* Input *

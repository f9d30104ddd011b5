//! Headless Steering
//!
//! A population of creatures learns to fly from a launch point to a target
//! while avoiding obstacles. Each gene is the thrust applied during one
//! simulation step, so the DNA is a full flight plan.
//!
//! The arena lives in an explicit [`World`] owned by the client; between
//! generations the engine hands the live creatures to `simulate`, which flies
//! every one of them to completion before fitness is scored.

use gengine::prelude::*;
use rand::rngs::StdRng;
use rand::{Rng, SeedableRng};
use rand_distr::{Distribution, UnitCircle};
use tracing_subscriber::EnvFilter;

const FORCE_FACTOR: f64 = 15.0;
const DRAG: f64 = 2.0;
const DT: f64 = 1.0 / 60.0;
const CREATURE_RADIUS: f64 = 10.0;

#[derive(Clone, Copy, Debug, Default, PartialEq)]
struct Vec2 {
    x: f64,
    y: f64,
}

impl Vec2 {
    fn new(x: f64, y: f64) -> Self {
        Self { x, y }
    }

    fn scaled(self, factor: f64) -> Self {
        Self::new(self.x * factor, self.y * factor)
    }

    fn add(self, other: Self) -> Self {
        Self::new(self.x + other.x, self.y + other.y)
    }

    fn distance(self, other: Self) -> f64 {
        ((self.x - other.x).powi(2) + (self.y - other.y).powi(2)).sqrt()
    }
}

/// Circular region of the arena
#[derive(Clone, Debug)]
struct Disc {
    center: Vec2,
    radius: f64,
}

impl Disc {
    fn touches(&self, pos: Vec2, radius: f64) -> bool {
        pos.distance(self.center) < self.radius + radius
    }
}

/// Arena shared by every creature of a generation
#[derive(Clone, Debug)]
struct World {
    width: f64,
    height: f64,
    start: Vec2,
    target: Disc,
    obstacles: Vec<Disc>,
}

impl World {
    fn arena() -> Self {
        Self {
            width: 800.0,
            height: 600.0,
            start: Vec2::new(400.0, 500.0),
            target: Disc {
                center: Vec2::new(400.0, 80.0),
                radius: 20.0,
            },
            obstacles: vec![
                Disc {
                    center: Vec2::new(400.0, 300.0),
                    radius: 60.0,
                },
                Disc {
                    center: Vec2::new(220.0, 200.0),
                    radius: 40.0,
                },
            ],
        }
    }

    fn out_of_bounds(&self, pos: Vec2) -> bool {
        pos.x < 0.0 || pos.x > self.width || pos.y < 0.0 || pos.y > self.height
    }
}

#[derive(Clone, Copy, Debug, PartialEq)]
enum Outcome {
    Flying,
    Crashed(usize),
    Arrived(usize),
}

/// One creature: its flight plan plus the state of its last flight
#[derive(Clone, Debug)]
struct Creature {
    dna: Dna<Vec2>,
    fitness: Option<f64>,
    pos: Vec2,
    velocity: Vec2,
    outcome: Outcome,
}

impl Creature {
    fn launch(&mut self, start: Vec2) {
        self.pos = start;
        self.velocity = Vec2::default();
        self.outcome = Outcome::Flying;
    }

    fn step(&mut self, world: &World, tick: usize) {
        if self.outcome != Outcome::Flying {
            return;
        }

        let thrust = self.dna.get(tick).copied().unwrap_or_default();
        let accel = thrust.add(self.velocity.scaled(-DRAG));
        self.velocity = self.velocity.add(accel.scaled(DT));
        self.pos = self.pos.add(self.velocity);

        if world.target.touches(self.pos, CREATURE_RADIUS) {
            self.outcome = Outcome::Arrived(tick);
        } else if world.out_of_bounds(self.pos)
            || world
                .obstacles
                .iter()
                .any(|o| o.touches(self.pos, CREATURE_RADIUS))
        {
            self.outcome = Outcome::Crashed(tick);
        }
    }
}

impl Individual for Creature {
    type Gene = Vec2;

    fn dna(&self) -> &Dna<Vec2> {
        &self.dna
    }

    fn fitness(&self) -> Option<f64> {
        self.fitness
    }

    fn set_fitness(&mut self, fitness: f64) {
        self.fitness = Some(fitness);
    }
}

struct SteeringClient {
    world: World,
    steps: usize,
    arrivals: Vec<usize>,
    best_arrival: Option<usize>,
    stop_after: usize,
}

impl SteeringClient {
    fn new(world: World) -> Self {
        Self {
            world,
            steps: 250,
            arrivals: Vec::new(),
            best_arrival: None,
            stop_after: 0,
        }
    }

    /// Fraction of the flight elapsed at `tick`, in (0, 1]
    fn arrival_factor(&self, tick: usize) -> f64 {
        (tick + 1) as f64 / self.steps as f64
    }
}

impl Client for SteeringClient {
    type Gene = Vec2;
    type Individual = Creature;

    fn configuration(&self) -> ConfigOverrides {
        ConfigOverrides::new()
            .population_size(100)
            .dna_size(self.steps)
            .mutation_p(0.001)
    }

    fn create_gene<R: Rng + ?Sized>(&mut self, rng: &mut R) -> Vec2 {
        let [x, y] = UnitCircle.sample(rng);
        Vec2::new(x, y).scaled(rng.gen::<f64>() * FORCE_FACTOR)
    }

    fn create_individual(&mut self, dna: Dna<Vec2>) -> Creature {
        Creature {
            dna,
            fitness: None,
            pos: self.world.start,
            velocity: Vec2::default(),
            outcome: Outcome::Flying,
        }
    }

    fn evaluate_fitness(&self, creature: &Creature) -> f64 {
        let distance = creature.pos.distance(self.world.target.center).max(1.0);
        let fitness = 1.0 / (distance * distance);

        match creature.outcome {
            Outcome::Flying => fitness,
            // Early crashes are punished harder
            Outcome::Crashed(tick) => fitness * self.arrival_factor(tick).powi(3),
            Outcome::Arrived(tick) => fitness / self.arrival_factor(tick).powi(3),
        }
    }

    fn simulate(&mut self, _generation: usize, creatures: &mut [Creature]) {
        for creature in creatures.iter_mut() {
            creature.launch(self.world.start);
        }
        for tick in 0..self.steps {
            for creature in creatures.iter_mut() {
                creature.step(&self.world, tick);
            }
        }
    }

    fn on_generation_end(&mut self, generation: usize, population: &Population<Creature>) {
        let mut arrived = 0;
        for creature in population {
            if let Outcome::Arrived(tick) = creature.outcome {
                arrived += 1;
                if self.best_arrival.map_or(true, |best| tick < best) {
                    self.best_arrival = Some(tick);
                }
            }
        }
        self.arrivals.push(arrived);

        println!(
            "Generation {:4}: {:3} arrived, best time {}",
            generation,
            arrived,
            self.best_arrival
                .map(|tick| format!("{:.3}s", (tick + 1) as f64 * DT))
                .unwrap_or_else(|| "-".to_string())
        );
    }

    fn is_stop_requested(&self) -> bool {
        // Stop once most of the flock makes it
        self.arrivals
            .last()
            .is_some_and(|arrived| *arrived >= self.stop_after)
    }
}

fn main() -> Result<(), Box<dyn std::error::Error>> {
    tracing_subscriber::fmt()
        .with_env_filter(EnvFilter::from_default_env())
        .init();

    println!("=== Headless Steering ===\n");

    let mut rng = StdRng::seed_from_u64(7);
    let mut client = SteeringClient::new(World::arena());
    client.stop_after = 90;

    let mut engine = Engine::new(client);
    let summary = engine.run(&MaxGenerations::new(300), &mut rng)?;

    println!("\n{}", summary.summary());
    println!(
        "Obstacles: {}, arrivals per generation: {:?}",
        engine.client().world.obstacles.len(),
        engine.client().arrivals.iter().rev().take(5).collect::<Vec<_>>()
    );

    Ok(())
}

* What is being asked *
Word for word, return each of the entries.

* Exercise solution *
repository f9d30104ddd011b5
//! Headless Steering
//!
//! A population of creatures learns to fly from a launch point to a target
//! while avoiding obstacles. Each gene is the thrust applied during one
//! simulation step, so the DNA is a full flight plan.
//!
//! The arena lives in an explicit [`World`] owned by the client; between
//! generations the engine hands the live creatures to `simulate`, which flies
//! every one of them to completion before fitness is scored.

use gengine::prelude::*;
use rand::rngs::StdRng;
use rand::{Rng, SeedableRng};
use rand_distr::{Distribution, UnitCircle};
use tracing_subscriber::EnvFilter;

const FORCE_FACTOR: f64 = 15.0;
const DRAG: f64 = 2.0;
const DT: f64 = 1.0 / 60.0;
const CREATURE_RADIUS: f64 = 10.0;

#[derive(Clone, Copy, Debug, Default, PartialEq)]
struct Vec2 {
    x: f64,
    y: f64,
}

impl Vec2 {
    fn new(x: f64, y: f64) -> Self {
        Self { x, y }
    }

    fn scaled(self, factor: f64) -> Self {
        Self::new(self.x * factor, self.y * factor)
    }

    fn add(self, other: Self) -> Self {
        Self::new(self.x + other.x, self.y + other.y)
    }

    fn distance(self, other: Self) -> f64 {
        ((self.x - other.x).powi(2) + (self.y - other.y).powi(2)).sqrt()
    }
}

/// Circular region of the arena
#[derive(Clone, Debug)]
struct Disc {
    center: Vec2,
    radius: f64,
}

impl Disc {
    fn touches(&self, pos: Vec2, radius: f64) -> bool {
        pos.distance(self.center) < self.radius + radius
    }
}

/// Arena shared by every creature of a generation
#[derive(Clone, Debug)]
struct World {
    width: f64,
    height: f64,
    start: Vec2,
    target: Disc,
    obstacles: Vec<Disc>,
}

impl World {
    fn arena() -> Self {
        Self {
            width: 800.0,
            height: 600.0,
            start: Vec2::new(400.0, 500.0),
            target: Disc {
                center: Vec2::new(400.0, 80.0),
                radius: 20.0,
            },
            obstacles: vec![
                Disc {
                    center: Vec2::new(400.0, 300.0),
                    radius: 60.0,
                },
                Disc {
                    center: Vec2::new(220.0, 200.0),
                    radius: 40.0,
                },
            ],
        }
    }

    fn out_of_bounds(&self, pos: Vec2) -> bool {
        pos.x < 0.0 || pos.x > self.width || pos.y < 0.0 || pos.y > self.height
    }
}

#[derive(Clone, Copy, Debug, PartialEq)]
enum Outcome {
    Flying,
    Crashed(usize),
    Arrived(usize),
}

/// One creature: its flight plan plus the state of its last flight
#[derive(Clone, Debug)]
struct Creature {
    dna: Dna<Vec2>,
    fitness: Option<f64>,
    pos: Vec2,
    velocity: Vec2,
    outcome: Outcome,
}

impl Creature {
    fn launch(&mut self, start: Vec2) {
        self.pos = start;
        self.velocity = Vec2::default();
        self.outcome = Outcome::Flying;
    }

    fn step(&mut self, world: &World, tick: usize) {
        if self.outcome != Outcome::Flying {
            return;
        }

        let thrust = self.dna.get(tick).copied().unwrap_or_default();
        let accel = thrust.add(self.velocity.scaled(-DRAG));
        self.velocity = self.velocity.add(accel.scaled(DT));
        self.pos = self.pos.add(self.velocity);

        if world.target.touches(self.pos, CREATURE_RADIUS) {
            self.outcome = Outcome::Arrived(tick);
        } else if world.out_of_bounds(self.pos)
            || world
                .obstacles
                .iter()
                .any(|o| o.touches(self.pos, CREATURE_RADIUS))
        {
            self.outcome = Outcome::Crashed(tick);
        }
    }
}

impl Individual for Creature {
    type Gene = Vec2;

    fn dna(&self) -> &Dna<Vec2> {
        &self.dna
    }

    fn fitness(&self) -> Option<f64> {
        self.fitness
    }

    fn set_fitness(&mut self, fitness: f64) {
        self.fitness = Some(fitness);
    }
}

struct SteeringClient {
    world: World,
    steps: usize,
    arrivals: Vec<usize>,
    best_arrival: Option<usize>,
    stop_after: usize,
}

impl SteeringClient {
    fn new(world: World) -> Self {
        Self {
            world,
            steps: 250,
            arrivals: Vec::new(),
            best_arrival: None,
            stop_after: 0,
        }
    }

    /// Fraction of the flight elapsed at `tick`, in (0, 1]
    fn arrival_factor(&self, tick: usize) -> f64 {
        (tick + 1) as f64 / self.steps as f64
    }
}

impl Client for SteeringClient {
    type Gene = Vec2;
    type Individual = Creature;

    fn configuration(&self) -> ConfigOverrides {
        ConfigOverrides::new()
            .population_size(100)
            .dna_size(self.steps)
            .mutation_p(0.001)
    }

    fn create_gene<R: Rng + ?Sized>(&mut self, rng: &mut R) -> Vec2 {
        let [x, y] = UnitCircle.sample(rng);
        Vec2::new(x, y).scaled(rng.gen::<f64>() * FORCE_FACTOR)
    }

    fn create_individual(&mut self, dna: Dna<Vec2>) -> Creature {
        Creature {
            dna,
            fitness: None,
            pos: self.world.start,
            velocity: Vec2::default(),
            outcome: Outcome::Flying,
        }
    }

    fn evaluate_fitness(&self, creature: &Creature) -> f64 {
        let distance = creature.pos.distance(self.world.target.center).max(1.0);
        let fitness = 1.0 / (distance * distance);

        match creature.outcome {
            Outcome::Flying => fitness,
            // Early crashes are punished harder
            Outcome::Crashed(tick) => fitness * self.arrival_factor(tick).powi(3),
            Outcome::Arrived(tick) => fitness / self.arrival_factor(tick).powi(3),
        }
    }

    fn simulate(&mut self, _generation: usize, creatures: &mut [Creature]) {
        for creature in creatures.iter_mut() {
            creature.launch(self.world.start);
        }
        for tick in 0..self.steps {
            for creature in creatures.iter_mut() {
                creature.step(&self.world, tick);
            }
        }
    }

    fn on_generation_end(&mut self, generation: usize, population: &Population<Creature>) {
        let mut arrived = 0;
        for creature in population {
            if let Outcome::Arrived(tick) = creature.outcome {
                arrived += 1;
                if self.best_arrival.map_or(true, |best| tick < best) {
                    self.best_arrival = Some(tick);
                }
            }
        }
        self.arrivals.push(arrived);

        println!(
            "Generation {:4}: {:3} arrived, best time {}",
            generation,
            arrived,
            self.best_arrival
                .map(|tick| format!("{:.3}s", (tick + 1) as f64 * DT))
                .unwrap_or_else(|| "-".to_string())
        );
    }

    fn is_stop_requested(&self) -> bool {
        // Stop once most of the flock makes it
        self.arrivals
            .last()
            .is_some_and(|arrived| *arrived >= self.stop_after)
    }
}

fn main() -> Result<(), Box<dyn std::error::Error>> {
    tracing_subscriber::fmt()
        .with_env_filter(EnvFilter::from_default_env())
        .init();

    println!("=== Headless Steering ===\n");

    let mut rng = StdRng::seed_from_u64(7);
    let mut client = SteeringClient::new(World::arena());
    client.stop_after = 90;

    let mut engine = Engine::new(client);
    let summary = engine.run(&MaxGenerations::new(300), &mut rng)?;

    println!("\n{}", summary.summary());
    println!(
        "Obstacles: {}, arrivals per generation: {:?}",
        engine.client().world.obstacles.len(),
        engine.client().arrivals.iter().rev().take(5).collect::<Vec<_>>()
    );

    Ok(())
}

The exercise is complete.